The proposed provision would regulate substantially the same activities as are presently covered by regulations of the Administrator of Civil Aeronautics (title 14, Federal Regulations, pt. 550, appendix C, pt. III), two copies of which are enclosed for your information. H. R. 6180 would be more limited in its coverage than the current regulations in that it would apply only to scheduled air carriers using the airports, while the regulations encompass all users. On the other hand, it is less limited than current regulations in that it would also apply to purchasers of personal property such as food and beverages, while the regulations do not cover such purchases. The proposal would give to the scheduled air carrier a choice of whether or not he would use the storage, dispensing or delivery system designated by the airport operator, while the regulations do not require that user be given discretion in this matter. Insofar as scheduled air carriers are concerned, the proposal would substantially alter those portions of the CAA regulations which would appear to be in conflict.

The Department of Commerce has considered the proposal and has the following objections to the bill:

(1) The provision here proposed should be effected as regulations of the Administrator of Civil Aeronautics, rather than by means of permanent legislation. Economics of the aviation industry, are subject to continuous changes, and the Administrator is able to continuously adjust the regulations within the limits of flexibility permitted under the Federal Airport Act in step with economic changes. If the control were in basic law, inequalities which arise as a result of economic changes and affecting an air carrier or an owning agency could not be promptly corrected.

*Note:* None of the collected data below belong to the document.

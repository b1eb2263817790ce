//! `lua-core`: foundational types shared across the lua-rust workspace.
//!
//! This crate defines:
//! - [`LuaValue`]: the dynamically-typed Lua value enum
//! - [`LuaTable`]: the hybrid array/hash table
//! - [`Closure`] and [`Upvalue`]: callables and their captured cells
//! - [`Proto`]: immutable function templates, plus [`ProtoBuilder`]
//! - [`Instruction`] and [`OpCode`]: the 32-bit bytecode words
//! - [`LuaError`]: the unified error type
//! - [`State`]: the engine contract host functions program against

pub mod api;
pub mod closure;
pub mod error;
pub mod instruction;
pub mod proto;
pub mod table;
pub mod value;

pub use api::{NativeFn, State};
pub use closure::{Closure, FrameId, LuaClosure, NativeFunction, Upvalue, UpvalueState};
pub use error::{LuaError, LuaResult};
pub use instruction::{Instruction, OpArgMode, OpCode, OpMode};
pub use proto::{Proto, ProtoBuilder, UpvalueDesc};
pub use table::{HashKey, LuaTable, TableRef};
pub use value::LuaValue;
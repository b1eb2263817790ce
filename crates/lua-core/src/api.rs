//! The engine contract seen by embedders and host functions.

use crate::error::LuaResult;
use crate::proto::Proto;
use crate::table::TableRef;
use crate::value::LuaValue;
use std::rc::Rc;

/// A host function: receives the engine and its arguments, returns results.
///
/// Host functions run inline on the engine's thread and may re-enter it (for
/// example to call back into a Lua function through [`State::call`]).
pub type NativeFn = Rc<dyn Fn(&mut dyn State, Vec<LuaValue>) -> LuaResult<Vec<LuaValue>>>;

/// Public surface of an execution engine.
pub trait State {
    /// Install a root closure over `proto` and push its initial frame.
    fn load(&mut self, proto: Rc<Proto>);

    /// Install a host function into the global table under `name`.
    fn register(&mut self, name: &str, func: NativeFn);

    /// Execute the top frame until it returns; yields its results.
    fn run(&mut self) -> LuaResult<Vec<LuaValue>>;

    /// Look up `name` in the global table and call it with `args`.
    fn call_by_param(&mut self, name: &str, args: Vec<LuaValue>) -> LuaResult<Vec<LuaValue>>;

    /// Call any value, honouring `__call`.
    fn call(&mut self, func: LuaValue, args: Vec<LuaValue>) -> LuaResult<Vec<LuaValue>>;

    /// `obj[key]`, honouring `__index`.
    fn index(&mut self, obj: &LuaValue, key: &LuaValue) -> LuaResult<LuaValue>;

    /// The global table (`_ENV` of loaded chunks).
    fn globals(&self) -> TableRef;

    /// Metatable consulted for `value`, if any.
    fn metatable_of(&self, value: &LuaValue) -> Option<TableRef>;

    /// Metamethod `event` of `value`, or nil.
    fn meta_field(&self, value: &LuaValue, event: &str) -> LuaValue;
}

(2) It would take from municipalities and other sponsors of airport projects certain privileges which may be required for the economic success of the airport. The current regulations of the Administrator do not endanger these privileges and at the same time, protect the interests of airport users by not allowing discriminating practices or unreasonable terms to exist.

(3) It would grant to a certain class of airport users, the scheduled air carriers, privileges not enjoyed by other classes of airport users such as fixed base, charter, nonscheduled and intrastate operators.

The Department is aware of the existence of conflicting interests with regard to the problem here considered. There is a vital need for new airports and the financial success of such developments is therefore essential. In encouraging these developments, however, the protection of air carriers from discriminating financial burdens which would limit air line expansion and development must also be considered. It is the opinion of this Department that the proposed bill would not maintain as equitable a balance of these interests as is maintained under regulations of the Administrator of Civil Aeronautics, and that if any modification of this balance is found necessary due to changes in circumstances, it could better be accomplished in the interests of flexibility by amending the regulations. In view of these considerations, the Department of Commerce is unable to recommend enactment of H. R. 6180.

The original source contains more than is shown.